WORK TASK: Please show all lines of the records that include "true".
* * *
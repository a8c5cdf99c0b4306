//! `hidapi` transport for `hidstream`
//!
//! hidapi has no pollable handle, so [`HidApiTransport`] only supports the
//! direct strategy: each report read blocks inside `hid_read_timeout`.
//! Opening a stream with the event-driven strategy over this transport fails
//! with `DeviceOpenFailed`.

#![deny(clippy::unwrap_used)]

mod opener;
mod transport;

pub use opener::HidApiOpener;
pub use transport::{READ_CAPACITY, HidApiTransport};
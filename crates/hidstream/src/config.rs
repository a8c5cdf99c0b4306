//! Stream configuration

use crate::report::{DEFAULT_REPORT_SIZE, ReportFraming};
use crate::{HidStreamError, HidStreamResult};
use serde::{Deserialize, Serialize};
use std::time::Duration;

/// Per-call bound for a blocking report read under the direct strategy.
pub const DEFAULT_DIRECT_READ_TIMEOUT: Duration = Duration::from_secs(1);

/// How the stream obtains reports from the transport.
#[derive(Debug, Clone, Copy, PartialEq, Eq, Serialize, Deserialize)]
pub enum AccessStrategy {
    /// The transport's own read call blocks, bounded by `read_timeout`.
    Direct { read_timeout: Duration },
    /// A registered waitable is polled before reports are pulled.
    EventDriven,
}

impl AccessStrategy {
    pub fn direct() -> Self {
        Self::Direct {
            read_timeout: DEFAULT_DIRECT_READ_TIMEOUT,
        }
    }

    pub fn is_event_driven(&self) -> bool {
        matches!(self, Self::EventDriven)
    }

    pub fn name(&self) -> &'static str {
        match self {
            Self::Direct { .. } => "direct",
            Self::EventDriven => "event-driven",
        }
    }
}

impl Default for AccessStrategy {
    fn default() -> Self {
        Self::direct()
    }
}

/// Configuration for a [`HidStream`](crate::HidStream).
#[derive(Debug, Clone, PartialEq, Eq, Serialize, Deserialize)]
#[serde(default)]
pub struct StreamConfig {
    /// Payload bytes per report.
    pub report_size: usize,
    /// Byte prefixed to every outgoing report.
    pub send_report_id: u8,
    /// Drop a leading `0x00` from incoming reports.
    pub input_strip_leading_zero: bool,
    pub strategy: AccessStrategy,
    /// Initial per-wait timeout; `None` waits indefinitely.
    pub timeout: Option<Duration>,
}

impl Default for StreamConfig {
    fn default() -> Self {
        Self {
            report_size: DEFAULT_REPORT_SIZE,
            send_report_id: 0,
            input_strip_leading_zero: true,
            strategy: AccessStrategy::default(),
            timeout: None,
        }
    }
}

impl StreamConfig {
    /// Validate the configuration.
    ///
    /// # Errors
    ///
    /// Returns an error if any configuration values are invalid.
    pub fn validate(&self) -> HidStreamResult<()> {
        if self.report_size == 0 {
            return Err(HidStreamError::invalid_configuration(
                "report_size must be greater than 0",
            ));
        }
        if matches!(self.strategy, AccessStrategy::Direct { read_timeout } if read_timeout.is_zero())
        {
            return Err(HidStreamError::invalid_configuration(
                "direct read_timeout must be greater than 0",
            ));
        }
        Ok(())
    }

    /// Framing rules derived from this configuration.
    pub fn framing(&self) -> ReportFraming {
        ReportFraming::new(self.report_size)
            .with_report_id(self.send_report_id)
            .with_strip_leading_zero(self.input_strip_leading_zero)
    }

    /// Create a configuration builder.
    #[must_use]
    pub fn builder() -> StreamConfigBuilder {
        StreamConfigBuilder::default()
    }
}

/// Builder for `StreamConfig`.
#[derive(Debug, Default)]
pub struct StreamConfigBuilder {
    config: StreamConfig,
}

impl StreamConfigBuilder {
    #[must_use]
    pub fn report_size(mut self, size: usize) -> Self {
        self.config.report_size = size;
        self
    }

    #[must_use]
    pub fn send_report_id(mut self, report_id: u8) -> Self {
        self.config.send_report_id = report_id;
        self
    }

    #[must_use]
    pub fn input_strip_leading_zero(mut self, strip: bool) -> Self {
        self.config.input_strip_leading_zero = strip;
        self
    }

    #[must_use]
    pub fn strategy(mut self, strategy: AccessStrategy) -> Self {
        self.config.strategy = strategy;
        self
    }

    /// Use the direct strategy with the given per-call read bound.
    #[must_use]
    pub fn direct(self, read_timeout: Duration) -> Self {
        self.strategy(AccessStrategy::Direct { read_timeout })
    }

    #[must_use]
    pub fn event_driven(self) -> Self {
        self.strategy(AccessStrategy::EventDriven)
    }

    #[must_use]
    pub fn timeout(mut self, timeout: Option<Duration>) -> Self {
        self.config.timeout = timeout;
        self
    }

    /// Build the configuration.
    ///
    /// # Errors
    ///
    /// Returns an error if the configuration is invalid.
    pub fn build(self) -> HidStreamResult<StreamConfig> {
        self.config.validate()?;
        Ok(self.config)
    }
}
* * *
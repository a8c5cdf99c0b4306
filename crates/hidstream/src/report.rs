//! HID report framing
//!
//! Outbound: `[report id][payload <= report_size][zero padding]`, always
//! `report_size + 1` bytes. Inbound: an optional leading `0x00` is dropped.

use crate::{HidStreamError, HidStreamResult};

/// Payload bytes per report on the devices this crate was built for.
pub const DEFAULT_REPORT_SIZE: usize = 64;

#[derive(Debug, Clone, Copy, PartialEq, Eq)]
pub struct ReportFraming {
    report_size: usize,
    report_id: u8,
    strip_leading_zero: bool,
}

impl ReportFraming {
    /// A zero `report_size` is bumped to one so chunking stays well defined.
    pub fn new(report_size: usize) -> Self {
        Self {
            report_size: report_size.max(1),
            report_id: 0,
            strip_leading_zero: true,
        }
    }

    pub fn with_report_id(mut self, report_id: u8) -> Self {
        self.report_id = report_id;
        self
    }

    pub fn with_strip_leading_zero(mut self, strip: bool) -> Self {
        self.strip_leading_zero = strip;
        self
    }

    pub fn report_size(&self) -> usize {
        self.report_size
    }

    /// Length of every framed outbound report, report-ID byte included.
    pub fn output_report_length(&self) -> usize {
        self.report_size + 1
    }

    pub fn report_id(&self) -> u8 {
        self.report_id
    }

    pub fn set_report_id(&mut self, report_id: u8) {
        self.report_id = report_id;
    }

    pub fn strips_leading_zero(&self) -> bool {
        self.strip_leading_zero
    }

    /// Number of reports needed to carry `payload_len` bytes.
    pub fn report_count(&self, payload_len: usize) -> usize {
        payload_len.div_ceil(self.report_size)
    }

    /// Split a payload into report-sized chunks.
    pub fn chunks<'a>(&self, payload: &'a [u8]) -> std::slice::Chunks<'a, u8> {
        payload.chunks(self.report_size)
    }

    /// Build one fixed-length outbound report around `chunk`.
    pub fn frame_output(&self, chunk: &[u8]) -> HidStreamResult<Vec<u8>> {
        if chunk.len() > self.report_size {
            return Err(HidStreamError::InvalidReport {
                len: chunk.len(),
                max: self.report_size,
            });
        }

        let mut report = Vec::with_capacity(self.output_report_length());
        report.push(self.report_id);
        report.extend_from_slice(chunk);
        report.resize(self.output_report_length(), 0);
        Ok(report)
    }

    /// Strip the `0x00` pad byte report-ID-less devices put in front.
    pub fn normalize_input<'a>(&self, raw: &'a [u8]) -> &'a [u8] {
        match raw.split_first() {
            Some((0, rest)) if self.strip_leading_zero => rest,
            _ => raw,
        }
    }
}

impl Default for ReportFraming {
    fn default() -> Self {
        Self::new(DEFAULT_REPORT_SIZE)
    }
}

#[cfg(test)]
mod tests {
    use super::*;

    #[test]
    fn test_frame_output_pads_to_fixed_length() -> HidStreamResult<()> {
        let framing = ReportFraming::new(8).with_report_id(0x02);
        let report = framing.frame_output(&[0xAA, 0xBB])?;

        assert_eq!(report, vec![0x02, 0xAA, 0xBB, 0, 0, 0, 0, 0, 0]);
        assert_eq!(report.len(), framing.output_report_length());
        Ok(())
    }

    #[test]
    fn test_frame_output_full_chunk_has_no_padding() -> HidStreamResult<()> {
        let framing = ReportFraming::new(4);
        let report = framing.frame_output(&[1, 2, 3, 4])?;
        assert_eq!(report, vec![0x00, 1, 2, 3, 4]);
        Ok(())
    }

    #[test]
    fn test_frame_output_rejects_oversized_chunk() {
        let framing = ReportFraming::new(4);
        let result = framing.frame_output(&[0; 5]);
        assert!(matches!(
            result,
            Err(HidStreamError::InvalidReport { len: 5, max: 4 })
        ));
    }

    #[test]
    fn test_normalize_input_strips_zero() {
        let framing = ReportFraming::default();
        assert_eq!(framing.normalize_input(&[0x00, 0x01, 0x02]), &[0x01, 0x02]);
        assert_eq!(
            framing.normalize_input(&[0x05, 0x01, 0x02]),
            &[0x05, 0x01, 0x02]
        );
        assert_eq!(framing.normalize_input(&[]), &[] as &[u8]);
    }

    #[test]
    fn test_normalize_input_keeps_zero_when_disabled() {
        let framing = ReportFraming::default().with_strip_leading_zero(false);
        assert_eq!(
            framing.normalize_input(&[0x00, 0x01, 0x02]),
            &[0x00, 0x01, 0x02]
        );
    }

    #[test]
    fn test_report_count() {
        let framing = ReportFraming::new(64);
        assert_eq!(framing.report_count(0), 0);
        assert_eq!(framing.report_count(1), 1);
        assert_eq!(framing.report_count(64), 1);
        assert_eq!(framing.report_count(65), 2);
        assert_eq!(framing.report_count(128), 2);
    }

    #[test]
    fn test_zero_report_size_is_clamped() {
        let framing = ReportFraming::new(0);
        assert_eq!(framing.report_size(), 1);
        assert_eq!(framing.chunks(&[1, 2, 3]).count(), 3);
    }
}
* * *
RESPONSE TO THIS TASK:
            input_strip_leading_zero: true,
            strip_leading_zero: true,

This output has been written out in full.